Howard has been on record the last few years suggesting that Brattleboro Fire Department would like the town to purchase an ambulance and take on all EMS calls.

A difference in approach

In his letter to the town, Hazelton opposed any fire department plans to boost its EMS numbers because of “years of poor patient turnover, gender discrimination, verbal abuse and general lack of cooperation by certain members.”

“It is my opinion that [fire department personnel] lack the necessary oversight to provide clinically appropriate care to the citizens of Brattleboro,” Hazelton wrote. “The change would also likely cause unnecessary transport delays and an overall reduction in the entire system's performance.”

Municipal leaders refuted the accusations.

“After an extensive internal investigation by our Human Resources department, we found this to be without merit,” Manale and Goodnow wrote in their letter to Hazelton.

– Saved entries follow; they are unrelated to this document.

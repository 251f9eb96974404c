//! Contains the [`LittleKillerConstraint`] struct for clued diagonal sums.

use sudoku_engine::prelude::*;

/// A [`Constraint`] for a little killer clue: the cells along a diagonal must
/// total the clued sum. Digits may repeat wherever Sudoku rules allow, so the
/// diagonal is split into exclusive groups before any sum reasoning.
#[derive(Debug)]
pub struct LittleKillerConstraint {
    specific_name: String,
    cells: Vec<CellIndex>,
    sum: usize,
}

impl LittleKillerConstraint {
    pub fn new(cells: Vec<CellIndex>, sum: usize) -> Self {
        Self {
            specific_name: format!("Little Killer {} at {}", sum, cells[0]),
            cells,
            sum,
        }
    }

    pub fn cells(&self) -> &[CellIndex] {
        &self.cells
    }

    pub fn sum(&self) -> usize {
        self.sum
    }
}

impl Constraint for LittleKillerConstraint {
    fn name(&self) -> &str {
        "Little Killer"
    }

    fn specific_name(&self) -> String {
        self.specific_name.clone()
    }

    fn init_board(&self, board: &mut Board) -> LogicalStepResult {
        self.step_logic(board, true)
    }

    fn enforce(&self, board: &Board, cell: CellIndex, _value: usize) -> LogicResult {
        if !self.cells.contains(&cell) {
            return LogicResult::None;
        }

        let mut total = 0;
        for &cell in &self.cells {
            let mask = board.cell(cell);
            if !mask.is_solved() {
                return LogicResult::None;
            }
            total += mask.value();
        }

        if total == self.sum {
            LogicResult::None
        } else {
            LogicResult::Invalid
        }
    }

    fn step_logic(&self, board: &mut Board, is_brute_forcing: bool) -> LogicalStepResult {
        let before: Vec<ValueMask> = self.cells.iter().map(|&cell| board.cell(cell)).collect();
        let helper = SumCellsHelper::new(board, &self.cells);
        match helper.restrict_sum_range(board, self.sum, self.sum) {
            LogicResult::Invalid => {
                let desc = (!is_brute_forcing).then(|| {
                    format!("{} cannot total {}", compact_name(&self.cells), self.sum).into()
                });
                LogicalStepResult::Invalid(desc)
            }
            LogicResult::Changed => {
                let desc = (!is_brute_forcing).then(|| {
                    let elims = EliminationList::from_mask_diff(board, &self.cells, &before);
                    LogicalStepDesc::from_elims(
                        &format!("{} must total {}", compact_name(&self.cells), self.sum),
                        &elims,
                    )
                });
                LogicalStepResult::Changed(desc)
            }
            _ => LogicalStepResult::None,
        }
    }

    fn constraint_hash(&self) -> String {
        format!("LittleKiller:{}:{}", self.sum, compact_name(&self.cells))
    }
}

#[cfg(test)]
mod test {
    use super::*;
    use std::sync::Arc;

    #[test]
    fn test_short_diagonal() {
        // The up-right diagonal from r3c1 stays inside one box, so its cells
        // are mutually exclusive.
        let cells = vec![
            CellIndex::from_rc(2, 0),
            CellIndex::from_rc(1, 1),
            CellIndex::from_rc(0, 2),
        ];
        let solver = SolverBuilder::default()
            .with_constraint(Arc::new(LittleKillerConstraint::new(cells.clone(), 6)))
            .build()
            .unwrap();

        for &cell in &cells {
            assert_eq!(solver.board().cell(cell).to_vec(), vec![1, 2, 3]);
        }
    }

    #[test]
    fn test_repeats_allowed_across_groups() {
        // r5c4 and r4c5 see each other (box), but r6c3 shares nothing with
        // r4c5: sum 4 can use a repeated digit across groups.
        let cells = vec![
            CellIndex::from_rc(5, 2),
            CellIndex::from_rc(4, 3),
            CellIndex::from_rc(3, 4),
        ];
        let solver = SolverBuilder::default()
            .with_constraint(Arc::new(LittleKillerConstraint::new(cells.clone(), 4)))
            .build()
            .unwrap();

        let board = solver.board();
        assert!(!board.is_grouped(&cells));
        // The exclusive pair must be 1+2, leaving a repeated 1 for the
        // isolated cell: 1+1+2 = 4.
        assert_eq!(board.cell(CellIndex::from_rc(5, 2)).to_vec(), vec![1]);
        assert_eq!(board.cell(CellIndex::from_rc(4, 3)).to_vec(), vec![1, 2]);
        assert_eq!(board.cell(CellIndex::from_rc(3, 4)).to_vec(), vec![1, 2]);
    }

    #[test]
    fn test_impossible_clue() {
        let cells = vec![CellIndex::from_rc(0, 0), CellIndex::from_rc(1, 1)];
        let result = SolverBuilder::default()
            .with_constraint(Arc::new(LittleKillerConstraint::new(cells, 19)))
            .build();
        assert!(result.is_err());
    }
}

They also called it a “conflict of interest” for Hazelton - who chairs the Vermont EMS District 13 board - to offer an official opinion about fire department plans that take the place of Rescue.

The town is set to host three public forums on the issue, but many on social media aren't waiting to comment.

They're also questioning why municipal leaders spent the last Selectboard meeting debating whether to allow the town's Harris Hill Ski Jump to display a sign year-round, only to announce the news about Rescue in a news release.

“Is it not astounding that there was more discussion about a ski jump sign than about this?” wrote one Facebook user.

“How will this affect the Brattleboro tax rate to pay for increased staffing, vehicles, maintenance, supplies, training?” posted a second.

“It's a vital resource that cannot be replicated at the snap of a finger or even a year,” added a third. “And, unfortunately, any fallout will be at the expense of community members.”

Hazelton said Rescue Inc. charges the town of Brattleboro $24 per person for services. That rate hasn't changed in recent years.

“$24 per person is a reasonable fee, and no one has ever told me otherwise,” Hazelton said. “That's what allows the town to have 24-hour-a-day EMS coverage.”

Hazelton says he is concerned for both the town and his staff. “It's an unfortunate decision. The staff is crushed,” he said.

Rescue Inc. provides other services to the town, including COVID-19 vaccinations through its mobile clinics funded by grants. The nonprofit also provides coverage for all town activities - including fire scenes and parades, like the Fourth of July parade, and the former Strolling of the Heifers - and provides mass casualty support in the event of catastrophes.

The organization also has a volunteer technical support team for mountain and water rescue. And Hazelton told The Commons that Rescue Inc. is written into all protocols involving the local schools for coverage for accidents, active shooters, and hazardous material accidents.

It is not unusual for us to run five calls simultaneously,” said Hazelton. “This town has a lot of needs, and we've been quietly attending to those needs for almost 60 years.”

“If people want us back, the public needs to contact their elected officials to let them know what they want,” he said.